This is the third article in our Bollinger Bands series. If you haven’t already, we suggest that you check out the first article about the Bollinger Bands Indicator. In the previous two articles, we have covered the background, the calculations involved, and how to use and read the Bollinger Bands indicator. John Bollinger designed his bands in order to measure if prices were high or low on a comparative basis with relative volatility. Traders use the bands to anticipate increases and decreases in volatility that signal imminent trend changes are on the way.
Traders focus on the key points of reference for the Bollinger Bands, which are band bounces and squeeze reactions. The “Bollinger Bands Accordion” reflects how volatility varies with price behavior. When the candlesticks “hug” one boundary limit, they tend to “bounce” back to the centerline. When the bands “squeeze”, they also tend to expand quickly thereafter as a price breakout follows a consolidation.

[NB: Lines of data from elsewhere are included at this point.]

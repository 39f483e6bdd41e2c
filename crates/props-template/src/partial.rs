//! Partials: named, reusable builder bodies.
//!
//! A partial receives the visitor of the node it renders into, so under a
//! render its calls emit JSON and under a search they are matched like any
//! other node.
use std::{
    collections::{BTreeMap, HashMap},
    fmt,
    sync::LazyLock,
};

use regex::Regex;
use tracing::trace;

use crate::{Error, error::BoxError, value::Value, visitor::NodeVisitor};

/// Local variables handed to a partial.
pub type Locals = BTreeMap<String, Value>;

/// A template resolved by [`PartialRenderer::find`].
#[derive(Debug, Clone, Copy, PartialEq, Eq, Hash)]
pub struct TemplateHandle(pub usize);

/// Finds and renders partials.
pub trait PartialRenderer {
    /// Looks up the template `name`. `local_names` are the locals it will be
    /// rendered with. Returns `Ok(None)` when there is no such template.
    ///
    /// # Errors
    ///
    /// Lookup failures other than a missing template.
    fn find(&self, name: &str, local_names: &[&str]) -> Result<Option<TemplateHandle>, BoxError>;

    /// Renders `template` into `visitor`.
    ///
    /// # Errors
    ///
    /// Any error raised by the partial's builder calls.
    fn render(
        &self,
        template: TemplateHandle,
        locals: &Locals,
        visitor: &mut dyn NodeVisitor,
    ) -> Result<(), Error>;
}

/// A renderer without templates; every lookup misses.
#[derive(Debug, Clone, Copy, Default)]
pub struct NoPartials;

impl PartialRenderer for NoPartials {
    fn find(&self, _name: &str, _local_names: &[&str]) -> Result<Option<TemplateHandle>, BoxError> {
        Ok(None)
    }

    fn render(
        &self,
        template: TemplateHandle,
        _locals: &Locals,
        _visitor: &mut dyn NodeVisitor,
    ) -> Result<(), Error> {
        Err(Error::MissingPartial(format!("#{}", template.0)))
    }
}

type PartialFn = dyn Fn(&mut dyn NodeVisitor, &Locals) -> Result<(), Error> + Send + Sync;

/// A registry of partials backed by closures.
///
/// ```
/// use props_template::{Dsl, Env, Options, Partial, Partials, RenderVisitor};
///
/// let partials = Partials::new().with("_post", |json, locals| {
///     json.set("title", &locals["post"])
/// });
/// let mut json = RenderVisitor::new(Env::new().partials(&partials));
/// let options = Options::new().partial(Partial::new("_post").local("post", "Hello"));
/// json.set_with("post", options, |_| Ok(())).unwrap();
/// assert_eq!(json.result(), r#"{"post":{"title":"Hello"}}"#);
/// ```
#[derive(Default)]
pub struct Partials {
    names: HashMap<String, usize>,
    templates: Vec<Box<PartialFn>>,
}

impl Partials {
    #[must_use]
    pub fn new() -> Self {
        Self::default()
    }

    /// Registers `body` under `name`, replacing any earlier registration.
    #[must_use]
    pub fn with<F>(mut self, name: impl Into<String>, body: F) -> Self
    where
        F: Fn(&mut dyn NodeVisitor, &Locals) -> Result<(), Error> + Send + Sync + 'static,
    {
        self.names.insert(name.into(), self.templates.len());
        self.templates.push(Box::new(body));
        self
    }
}

impl fmt::Debug for Partials {
    fn fmt(&self, f: &mut fmt::Formatter<'_>) -> fmt::Result {
        f.debug_struct("Partials")
            .field("names", &self.names)
            .finish_non_exhaustive()
    }
}

impl PartialRenderer for Partials {
    fn find(&self, name: &str, _local_names: &[&str]) -> Result<Option<TemplateHandle>, BoxError> {
        Ok(self.names.get(name).copied().map(TemplateHandle))
    }

    fn render(
        &self,
        template: TemplateHandle,
        locals: &Locals,
        visitor: &mut dyn NodeVisitor,
    ) -> Result<(), Error> {
        let body = self
            .templates
            .get(template.0)
            .ok_or_else(|| Error::MissingPartial(format!("#{}", template.0)))?;
        body(visitor, locals)
    }
}

/// The `partial` option of a node.
#[derive(Debug, Clone, Default)]
pub struct Partial {
    pub(crate) name: String,
    pub(crate) locals: Locals,
    pub(crate) as_name: Option<String>,
    pub(crate) fragment: Option<String>,
    pub(crate) template: Option<TemplateHandle>,
}

impl Partial {
    pub fn new(name: impl Into<String>) -> Self {
        Self {
            name: name.into(),
            ..Self::default()
        }
    }

    #[must_use]
    pub fn local(mut self, name: impl Into<String>, value: impl Into<Value>) -> Self {
        self.locals.insert(name.into(), value.into());
        self
    }

    #[must_use]
    pub fn locals(mut self, locals: Locals) -> Self {
        self.locals.extend(locals);
        self
    }

    /// Name of the local each collection item is bound to. Defaults to the
    /// partial's file name without its leading underscore and extensions.
    #[must_use]
    pub fn as_local(mut self, name: impl Into<String>) -> Self {
        self.as_name = Some(name.into());
        self
    }

    /// Tags the rendered node as a fragment.
    #[must_use]
    pub fn fragment(mut self, id: impl Into<String>) -> Self {
        self.fragment = Some(id.into());
        self
    }

    /// Binds `item` to the collection local.
    pub(crate) fn bind(&mut self, item: &Value) -> Result<(), Error> {
        let name = match &self.as_name {
            Some(name) if IDENTIFIER.is_match(name) => name.clone(),
            Some(name) => return Err(Error::InvalidOptionAs(name.clone())),
            None => retrieve_variable(&self.name)?,
        };
        self.locals.insert(name, item.clone());
        Ok(())
    }

    pub(crate) fn local_names(&self) -> Vec<&str> {
        let mut names: Vec<&str> = self.locals.keys().map(String::as_str).collect();
        if let Some(name) = &self.as_name {
            if !self.locals.contains_key(name) {
                names.push(name);
            }
        }
        names
    }

    /// Resolves the template, reusing the handle found earlier for the same
    /// collection.
    pub(crate) fn find(&self, renderer: &dyn PartialRenderer) -> Result<TemplateHandle, Error> {
        if let Some(handle) = self.template {
            return Ok(handle);
        }
        trace!(partial = %self.name, "finding template");
        renderer
            .find(&self.name, &self.local_names())
            .map_err(Error::Partial)?
            .ok_or_else(|| Error::MissingPartial(self.name.clone()))
    }

    /// Renders the partial into `visitor`.
    pub(crate) fn render(
        &self,
        renderer: &dyn PartialRenderer,
        visitor: &mut dyn NodeVisitor,
    ) -> Result<(), Error> {
        let handle = self.find(renderer)?;
        trace!(partial = %self.name, path = %visitor.traveled_path(), "rendering partial");
        renderer.render(handle, &self.locals, visitor)
    }
}

impl From<&str> for Partial {
    fn from(name: &str) -> Self {
        Self::new(name)
    }
}

impl From<String> for Partial {
    fn from(name: String) -> Self {
        Self::new(name)
    }
}

static IDENTIFIER: LazyLock<Regex> =
    LazyLock::new(|| Regex::new(r"\A[a-z_]\w*\z").expect("identifier pattern compiles"));

static PARTIAL_BASENAME: LazyLock<Regex> =
    LazyLock::new(|| Regex::new(r"\A_?(.*?)(?:\.\w+)*\z").expect("basename pattern compiles"));

/// Derives the collection local from a partial path: `posts/_comment.json`
/// binds `comment`.
pub(crate) fn retrieve_variable(path: &str) -> Result<String, Error> {
    let base = if path.ends_with('/') {
        ""
    } else {
        path.rsplit('/').next().unwrap_or(path)
    };
    let variable = PARTIAL_BASENAME
        .captures(base)
        .and_then(|captures| captures.get(1))
        .map(|m| m.as_str())
        .filter(|name| IDENTIFIER.is_match(name))
        .ok_or_else(|| Error::InvalidIdentifier(path.to_owned()))?;
    Ok(variable.to_owned())
}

The following trading system is for educational purposes only. Technical analysis takes previous pricing behavior and attempts to forecast future prices, but, as we have all heard before, past results are no guarantee of future performance. With that disclaimer in mind, the “green” circles on the above chart illustrate optimal entry and exit points, both conservative and aggressive, that can be discerned from using Bollinger Bands analysis. Using the Bollinger Bands in combination with another technical indicator is also always recommended.
A simple trading system would then be:
- Determine your entry point after a “squeeze” of consolidation occurs and when the candlesticks begin to pierce the upper limit;
- Execute a “Buy” order for no more than 2% to 3% of your account;
- Place a stop-loss order at 20 “pips” below your entry point;
- Determine your exit point when two topping candlesticks form above the upper limit signaling a strong move back to the centerline.
Steps “2” and “3” represent prudent risk and money management principles that should be employed. This simple trading system would have yielded a profitable trades of 40 “pips”, but do remember that the past is no guarantee for the future. However, consistency is your objective, and hopefully, over time, Bollinger Band Technical Analysis will provide you with an “edge”.